Taxonomies in Health Care. Relevance, development and implementation.

Sue Lukersmith

Taxonomies are playing an increasing role in health systems research. This presentation will describe the methods for taxonomy development, the implementation, and impact of taxonomies based on the example of case management in brain injury.

The methods used to develop the taxonomy in Phase 1 involved a scoping and mapping study, critical review of international frames, a nominal group of experts and feasibility analysis. In Phase 2 of implementation research is the dissemination of the case management taxonomy to diverse target groups including national and state agencies in Australia, other country organisations, international organisations, the scientific community, service providers and service users. An assessment of the impact of dissemination follows after 3-6 months, to identify the level of impact from 'no impact' through to translation of the new knowledge into the target environment.

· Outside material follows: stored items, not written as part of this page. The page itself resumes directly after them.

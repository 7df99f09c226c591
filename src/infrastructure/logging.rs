use crate::domain::settings::{LogRotation, LogSettings};
use tracing_appender::non_blocking::WorkerGuard;
use tracing_appender::rolling::{RollingFileAppender, Rotation};
use tracing_subscriber::{fmt, prelude::*, EnvFilter};

/// Keeps the non-blocking file writer alive; logs are flushed on drop.
pub struct LoggingGuard {
    _file_guard: Option<WorkerGuard>,
}

impl From<LogRotation> for Rotation {
    fn from(rotation: LogRotation) -> Self {
        match rotation {
            LogRotation::Minutely => Rotation::MINUTELY,
            LogRotation::Hourly => Rotation::HOURLY,
            LogRotation::Daily => Rotation::DAILY,
            LogRotation::Never => Rotation::NEVER,
        }
    }
}

/// Install the global tracing subscriber described by `settings`.
///
/// `RUST_LOG` takes precedence over the configured level.
pub fn init_logger(settings: &LogSettings) -> anyhow::Result<LoggingGuard> {
    let filter = EnvFilter::try_from_default_env()
        .or_else(|_| EnvFilter::try_new(&settings.level))
        .unwrap_or_else(|_| EnvFilter::new("info"));

    let console_layer = settings
        .console_logging_enabled
        .then(|| fmt::layer().with_writer(std::io::stdout));

    let (file_layer, file_guard) = if settings.file_logging_enabled {
        let appender = RollingFileAppender::new(
            settings.rotation.into(),
            &settings.log_dir,
            &settings.file_name_prefix,
        );
        let (writer, guard) = tracing_appender::non_blocking(appender);
        let layer = fmt::layer().with_writer(writer).with_ansi(false);
        (Some(layer), Some(guard))
    } else {
        (None, None)
    };

    tracing_subscriber::registry()
        .with(filter)
        .with(console_layer)
        .with(file_layer)
        .try_init()?;

    tracing::info!("Logging initialized");

    Ok(LoggingGuard {
        _file_guard: file_guard,
    })
}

For over 20 years Sue worked across health and disability sectors as a therapist, educator, consultant and managing director of a growing multi-disciplinary rehabilitation practice. She moved into community based health services, delivery and policy research over 10 years ago working on numerous projects: clinical practice guidelines (as methodologist and developer); researcher and writer for two WHO international reports (World Report on Disability, International Perspectives on Spinal Cord Injury); design, implementation and evaluation of a person-centred planning approach for people complex needs (My Plan); and has over 40 publications. At the University of Sydney her research has involved the development of a monitoring and evaluation toolkit for international Community Based Rehabilitation (CBR) programs; policy papers and reports for state and national government. Sue’s doctoral research involved the development of a taxonomy for case management, dissemination and analysis of the taxonomy’s impact in policy, research and practice in Australian and International contexts.